Initial antibiotic therapy for infectious arthritis is based on the likely organism for the age of the child and the Gram stain of joint fluid. Suppurative arthritis of the hip joint, especially, or shoulder joint necessitates prompt surgical drainage. With insertion of the joint capsule below the epiphysis in these ball-and-socket joints, increased pressure in the joint space can affect adversely the vascular supply to the head of the femur or humerus, leading to ischemic injury and necrosis. Infections of the knee may be treated with repeated arthrocenteses in addition to appropriate parenteral antibiotics.
Several antimicrobial agents provide adequate antibiotic levels in joint spaces (Table 118-3). Initial therapy for neonates should include antibiotics, such as nafcillin and cefotaxime, with activity against S. aureus, group B streptococcus, and aerobic gram-negative rods. Initial therapy for children 3 months to 5 years old should include antibiotics with activity against S. aureus. Addition of appropriate antibiotics should be considered if the child is unimmunized against Haemophilus influenzae. Confirmed methicillin-susceptible S. aureus infections are treated with nafcillin or oxacillin, and methicillin-resistant S. aureus infections are treated with vancomycin, or clindamycin if susceptible.
The duration of therapy depends on clinical resolution of fever and pain and decline of the ESR and CRP. Infection with virulent organisms, such as S. aureus, usually necessitates treatment for at least 21 days. Treatment may be changed to oral antibiotics if adherence can be ensured. Oral agents with excellent activity against S. aureus that are often used to complete therapy include cephalexin, amoxicillin-clavulanate, dicloxacillin, clindamycin, and ciprofloxacin (for patients ≥18 years).

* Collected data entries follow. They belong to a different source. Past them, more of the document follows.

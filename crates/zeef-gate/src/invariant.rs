//! Safety invariants
//!
//! A closed set of tagged rule variants dispatched through one
//! `validate` entry point. The verifier owns an explicit ordered list of
//! these; order decides which violation is reported first.

use crate::error::InvariantViolation;

/// Shell control sequences banned by the coherence gate, longest first
/// so `&&` is reported as `&&` and not as its `&` prefix.
pub const METACHARACTERS: [&str; 5] = ["&&", "||", "|", "&", ";"];

/// Default forbidden token set: destructive or host-level commands.
const DEFAULT_FORBIDDEN_TOKENS: [&str; 5] = ["rm", "rm -rf", "shutdown", "reboot", "format"];

/// One pass/fail safety rule applied to a tokenized command.
#[derive(Debug, Clone, PartialEq, Eq)]
pub enum Invariant {
    /// Reject when any token case-insensitively matches the set
    ForbiddenTokens(Vec<String>),
    /// Reject when the rejoined command contains a shell control character
    Metacharacters,
}

impl Invariant {
    /// Check the rule against a token sequence.
    ///
    /// # Errors
    /// Returns the violation when the rule's condition holds.
    pub fn validate(&self, tokens: &[String]) -> Result<(), InvariantViolation> {
        match self {
            Invariant::ForbiddenTokens(forbidden) => {
                let lowered: Vec<String> =
                    tokens.iter().map(|t| t.to_lowercase()).collect();
                for candidate in forbidden {
                    if lowered.iter().any(|t| t == &candidate.to_lowercase()) {
                        return Err(InvariantViolation::ForbiddenToken {
                            token: candidate.clone(),
                        });
                    }
                }
                Ok(())
            }
            Invariant::Metacharacters => scan_metacharacters(&tokens.join(" ")),
        }
    }
}

/// Reject `joined` if it contains any banned control sequence.
pub(crate) fn scan_metacharacters(joined: &str) -> Result<(), InvariantViolation> {
    for symbol in METACHARACTERS {
        if joined.contains(symbol) {
            return Err(InvariantViolation::Metacharacter {
                symbol: symbol.to_string(),
            });
        }
    }
    Ok(())
}

/// The default invariant chain: the forbidden-token blacklist.
///
/// The metacharacter ban is not part of this list; the verifier applies
/// it unconditionally as its final coherence-gate pass.
#[must_use]
pub fn default_invariants() -> Vec<Invariant> {
    vec![Invariant::ForbiddenTokens(
        DEFAULT_FORBIDDEN_TOKENS.iter().map(ToString::to_string).collect(),
    )]
}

The major complications of neonatal, childhood, and gonococcal arthritis are loss of joint function resulting from damage to the articular surface. The highest incidence of these complications occurs with hip infections, presumably as a result of ischemic injury to the head of the femur. As a result, prompt open drainage of infected hip joints and often shoulder joints is critical. The high incidence of concurrent suppurative arthritis with adjacent osteomyelitis in neonates places the epiphyseal growth plate at high risk for growth abnormalities.
The prognosis for the common forms of infectious arthritis encountered in infants and children is excellent. The poorest outcome is for infectious arthritis of the hip or shoulder. Neonates with osteomyelitis have an approximately 40% to 50% likelihood of growth disturbances with loss of longitudinal bone growth and ultimate limb shortening.
There are no effective means to prevent hematogenous S. aureus arthritis. Universal immunization of infants with conjugate Hib (Haemophilus influenzae type b) vaccine has practically eliminated serious bacterial infections from this organism, including bone and joint infections. Because the serotypes of Streptococcus pneumoniae causing joint infections are represented in the conjugate pneumococcal vaccine, the incidence of pneumococcal joint infections should decrease with widespread immunization.